More than 26,000 fishing boats in southern-most China's Hainan Province have returned to port as the island braces for tropical storm Nock-Ten.
Fishing boats are seen anchored at a harbor in Sanya, south China's Hainan Province, July 28, 2011. [Xinhua] |
The Hainan provincial government said in a statement that it has ordered all fishing boats to return to port.
The government has also ordered authorities to ensure the safety of all reservoirs and to evacuate people living in low-lying regions and downstream of dangerous reservoirs.
Also, shipping services across the Qiongzhou Strait, which seperates Guangdong Province from the island, will be suspended as of Friday, according to Hainan's maritime affairs bureau.
Authorities in Guangdong Province have also ordered fishing ships off its southwestern coasts to return to port and emergency rescue workers to prepare to conduct disaster relief efforts.
Nock-Ten, which has strenghened to a severe tropical strom and may strenghen further into a typhoon, is expected to make landfall over the coastal regions from Sanya in Hainan to Zhanjiang in Guangdong, according to the National Meteorological Center.
Nock-Ten, which has killed at least 31 people in the Philippines, is the eighth storm and the most powerful one to hit China so far this year.

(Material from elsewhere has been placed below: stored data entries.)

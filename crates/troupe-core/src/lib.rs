pub mod config;
pub mod error;
pub mod event;
pub mod session;
pub mod traits;
pub mod types;

pub use config::{AppConfig, ExecutorConfig, HandoffConfig, ProcessMode};
pub use error::{Result, TroupeError};
pub use event::{EventBus, FanoutSink, TracingSink};
pub use session::{Scope, ScopedValue, Session, SessionArena};
pub use types::*;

As of 5 p.m. Thursday, the storms' center was 440 km southeast off Hainan's Wenchang City, packing winds up to 90 km per hour, the National Meteorological Center said.
The storm will continue to move northwestward at a speed of 15 to 20 km per hour, it said.
It is forecast to bring heavy downpours to some coastal regions in Hainan and Guangdong over the next three days.